BEGIN Excerpted data
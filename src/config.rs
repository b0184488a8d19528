//! Connection settings.
//!
//! Each field is taken from the module arguments first, then from the
//! `VMWARE_*` environment variables, then from an optional YAML profile
//! (`$VSR_PROFILE`, or `<config dir>/vsr/connection.yaml` when present).

use crate::error::AppError;
use secrecy::SecretString;
use serde::{Deserialize, Deserializer};
use std::path::{Path, PathBuf};
use tracing::debug;
use vsr_vmware::types::VsphereConfig;

pub const PROFILE_ENV: &str = "VSR_PROFILE";
pub const HOST_ENV: &str = "VMWARE_HOST";
pub const USER_ENV: &str = "VMWARE_USER";
pub const PASSWORD_ENV: &str = "VMWARE_PASSWORD";
pub const PORT_ENV: &str = "VMWARE_PORT";
pub const VALIDATE_CERTS_ENV: &str = "VMWARE_VALIDATE_CERTS";

/// Argument keys (and aliases) that belong to the connection, not the module.
pub const CONNECTION_KEYS: &[&str] = &[
    "hostname",
    "username",
    "user",
    "admin",
    "password",
    "pass",
    "pwd",
    "port",
    "validate_certs",
    "timeout",
];

const DEFAULT_PORT: u16 = 443;
const DEFAULT_TIMEOUT: u64 = 30;

/// Connection fields as given in module arguments or a profile file.
#[derive(Debug, Default, Deserialize)]
#[serde(deny_unknown_fields)]
pub struct ConnectionArgs {
    #[serde(default)]
    pub hostname: Option<String>,
    #[serde(default, alias = "user", alias = "admin")]
    pub username: Option<String>,
    #[serde(default, alias = "pass", alias = "pwd")]
    pub password: Option<SecretString>,
    #[serde(default)]
    pub port: Option<u16>,
    #[serde(default, deserialize_with = "opt_bool_word")]
    pub validate_certs: Option<bool>,
    /// Per-request timeout in seconds.
    #[serde(default)]
    pub timeout: Option<u64>,
}

/// `<config dir>/vsr/connection.yaml`
pub fn default_profile_path() -> Option<PathBuf> {
    dirs::config_dir().map(|d| d.join("vsr").join("connection.yaml"))
}

/// Read a profile file.
pub fn read_profile(path: &Path) -> Result<ConnectionArgs, AppError> {
    let text = std::fs::read_to_string(path).map_err(|e| AppError::io(path, e))?;
    serde_yaml::from_str(&text)
        .map_err(|e| AppError::Config(format!("Invalid connection profile {}: {e}", path.display())))
}

/// Locate and read the profile. An explicit `$VSR_PROFILE` must exist; the
/// default location is optional.
pub fn load_profile<E>(env: &E) -> Result<Option<ConnectionArgs>, AppError>
where
    E: Fn(&str) -> Option<String>,
{
    if let Some(path) = env(PROFILE_ENV).filter(|p| !p.is_empty()) {
        debug!(profile = %path, "using connection profile from {PROFILE_ENV}");
        return read_profile(Path::new(&path)).map(Some);
    }
    match default_profile_path() {
        Some(path) if path.is_file() => {
            debug!(profile = %path.display(), "using default connection profile");
            read_profile(&path).map(Some)
        }
        _ => Ok(None),
    }
}

fn missing(what: &str, var: &str, example: &str) -> AppError {
    AppError::Config(format!(
        "{what} parameter is missing. Please specify this parameter in task or \
         export environment variable like 'export {var}={example}'"
    ))
}

/// Boolean words in the Ansible sense: yes/no, on/off, 1/0, true/false.
pub fn bool_word(value: &str) -> Option<bool> {
    match value.trim().to_ascii_lowercase().as_str() {
        "1" | "true" | "yes" | "on" | "y" | "t" => Some(true),
        "0" | "false" | "no" | "off" | "n" | "f" => Some(false),
        _ => None,
    }
}

#[derive(Deserialize)]
#[serde(untagged)]
enum BoolLike {
    Bool(bool),
    Int(i64),
    Text(String),
}

impl BoolLike {
    fn into_bool<E: serde::de::Error>(self) -> Result<bool, E> {
        match self {
            BoolLike::Bool(b) => Ok(b),
            BoolLike::Int(1) => Ok(true),
            BoolLike::Int(0) => Ok(false),
            BoolLike::Int(n) => Err(E::custom(format!("expected a boolean, got {n}"))),
            BoolLike::Text(s) => bool_word(&s).ok_or_else(|| E::custom(format!("expected a boolean, got '{s}'"))),
        }
    }
}

/// `deserialize_with` for boolean options written as a bool or a boolean word.
pub fn bool_word_or_bool<'de, D>(d: D) -> Result<bool, D::Error>
where
    D: Deserializer<'de>,
{
    BoolLike::deserialize(d)?.into_bool()
}

/// Optional form of [`bool_word_or_bool`].
pub fn opt_bool_word<'de, D>(d: D) -> Result<Option<bool>, D::Error>
where
    D: Deserializer<'de>,
{
    Option::<BoolLike>::deserialize(d)?.map(BoolLike::into_bool).transpose()
}

fn parse_bool(var: &str, value: &str) -> Result<bool, AppError> {
    bool_word(value).ok_or_else(|| AppError::Config(format!("{var} must be a boolean, got '{value}'")))
}

/// Merge arguments, environment and profile into a client configuration.
pub fn resolve_connection<E>(
    args: ConnectionArgs,
    env: E,
    profile: Option<ConnectionArgs>,
) -> Result<VsphereConfig, AppError>
where
    E: Fn(&str) -> Option<String>,
{
    let profile = profile.unwrap_or_default();
    let env = |k: &str| env(k).filter(|v| !v.is_empty());

    let host = args
        .hostname
        .or_else(|| env(HOST_ENV))
        .or(profile.hostname)
        .filter(|h| !h.trim().is_empty())
        .ok_or_else(|| missing("Hostname", HOST_ENV, "ESXI_HOSTNAME"))?;
    let username = args
        .username
        .or_else(|| env(USER_ENV))
        .or(profile.username)
        .filter(|u| !u.is_empty())
        .ok_or_else(|| missing("Username", USER_ENV, "ESXI_USERNAME"))?;
    let password = args
        .password
        .or_else(|| env(PASSWORD_ENV).map(SecretString::new))
        .or(profile.password)
        .ok_or_else(|| missing("Password", PASSWORD_ENV, "ESXI_PASSWORD"))?;

    let env_port = env(PORT_ENV)
        .map(|p| {
            p.trim()
                .parse::<u16>()
                .map_err(|_| AppError::Config(format!("{PORT_ENV} must be a port number, got '{p}'")))
        })
        .transpose()?;
    let port = args.port.or(env_port).or(profile.port).unwrap_or(DEFAULT_PORT);

    let env_validate = env(VALIDATE_CERTS_ENV)
        .map(|v| parse_bool(VALIDATE_CERTS_ENV, &v))
        .transpose()?;
    let validate_certs = args
        .validate_certs
        .or(env_validate)
        .or(profile.validate_certs)
        .unwrap_or(true);

    let timeout_secs = args.timeout.or(profile.timeout).unwrap_or(DEFAULT_TIMEOUT);

    Ok(VsphereConfig {
        host,
        port,
        username,
        password,
        insecure: !validate_certs,
        timeout_secs,
    })
}

/// Resolve against the real process environment.
pub fn resolve_from_environment(args: ConnectionArgs) -> Result<VsphereConfig, AppError> {
    let env = |k: &str| std::env::var(k).ok();
    let profile = load_profile(&env)?;
    resolve_connection(args, env, profile)
}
END Excerpted data
• What the exercise asks:
Within the records, on how many lines does the word "value" appear? Provide the number alone.

• Solution to the exercise:
4